EAST RUTHERFORD, N.J. -- It almost seems as if New York Giants coach Ray Handley is trying to fit the square peg into the round hole. Each week, he tries to find the proper mesh for his anemic offense; each week, he faces the same problem: not nearly enough points.
Yet Handley remains unwilling to try one solution to jump-start the team's moribund attack. He isn't ready to let Phil Simms replace Jeff Hostetler and try to revive an offense that has yet to score more than 23 points in a game and is 21st in the NFL with 138 points in nine games.
Handley said immediately after Monday's 30-7 loss to the Philadelphia Eagles, in which the Giants' offense totaled only 180 yards, that he at least would consider a switch to Simms. But yesterday, he said he would keep Hostetler at quarterback.

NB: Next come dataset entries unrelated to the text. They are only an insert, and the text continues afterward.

pub mod auth;
pub mod conflicts;
pub mod scenes;
pub mod shows;
pub mod users;
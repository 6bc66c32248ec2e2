//! Repository for the `users` table.

use sqlx::PgPool;

use callsheet_core::types::DbId;

use crate::models::user::{CreateUser, User};

/// Column list shared across queries to avoid repetition.
const COLUMNS: &str =
    "id, company_id, email, password_hash, name, role, created_at, updated_at";

/// Provides CRUD operations for users.
pub struct UserRepo;

impl UserRepo {
    /// Insert a new user, returning the created row.
    ///
    /// If `role` is `None`, defaults to `'viewer'`.
    pub async fn create(pool: &PgPool, input: &CreateUser) -> Result<User, sqlx::Error> {
        let query = format!(
            "INSERT INTO users (company_id, email, password_hash, name, role)
             VALUES ($1, $2, $3, $4, COALESCE($5, 'viewer'))
             RETURNING {COLUMNS}"
        );
        sqlx::query_as::<_, User>(&query)
            .bind(input.company_id)
            .bind(&input.email)
            .bind(&input.password_hash)
            .bind(&input.name)
            .bind(&input.role)
            .fetch_one(pool)
            .await
    }

    /// Find a user by its internal ID.
    pub async fn find_by_id(pool: &PgPool, id: DbId) -> Result<Option<User>, sqlx::Error> {
        let query = format!("SELECT {COLUMNS} FROM users WHERE id = $1");
        sqlx::query_as::<_, User>(&query)
            .bind(id)
            .fetch_optional(pool)
            .await
    }

    /// Find a user by email. Login path; emails are globally unique.
    pub async fn find_by_email(
        pool: &PgPool,
        email: &str,
    ) -> Result<Option<User>, sqlx::Error> {
        let query = format!("SELECT {COLUMNS} FROM users WHERE email = $1");
        sqlx::query_as::<_, User>(&query)
            .bind(email)
            .fetch_optional(pool)
            .await
    }

    /// List all users belonging to a company.
    pub async fn list_by_company(
        pool: &PgPool,
        company_id: DbId,
    ) -> Result<Vec<User>, sqlx::Error> {
        let query = format!("SELECT {COLUMNS} FROM users WHERE company_id = $1 ORDER BY id ASC");
        sqlx::query_as::<_, User>(&query)
            .bind(company_id)
            .fetch_all(pool)
            .await
    }
}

"As I stated when I made the decision [to name Hostetler the starter in the preseason], if I felt that the play of the quarterback was the reason we weren't playing well offensively, then I'd make the change," Handley said. "Consequently, I didn't feel the play of the quarterback is the reason we're not playing well offensively, so I won't make the change."
By sticking with Hostetler, Handley may be creating more problems for the 4-5 Giants. If they continue to stagger out of playoff contention, his unwillingness to bend at quarterback might even threaten Handley's future as the Giants' coach.
Yet at the same time, he may be heading off other potential dilemmas that could be equally damaging.
Consider the ramifications of making a change at this point:
* Hostetler might lose confidence in his ability, which would add to the uncertainty the quarterback already is feeling. And if Handley plans to keep Hostetler as his quarterback in future seasons, Hostetler might lose faith in the Giants, the coach and, most important, himself.
Hostetler, 30, is beginning to experience the growth process that starting quarterbacks usually face when they are much younger.
* Nevertheless, by sticking with Hostetler, Handley also faces the chance that many of his other players will lose faith in the coach. The players must be convinced Handley is willing to do whatever it takes to win, and if that means subverting Hostetler's ego for the time being, then so be it.
While there is not an outcry among the players for Simms, mostly because they understand the Giants' problems run far deeper than the quarterback, Handley's unwillingness to try anything could hurt morale further.
The question for Handley now is: Will he ever pull the trigger on a quarterback change if all else fails?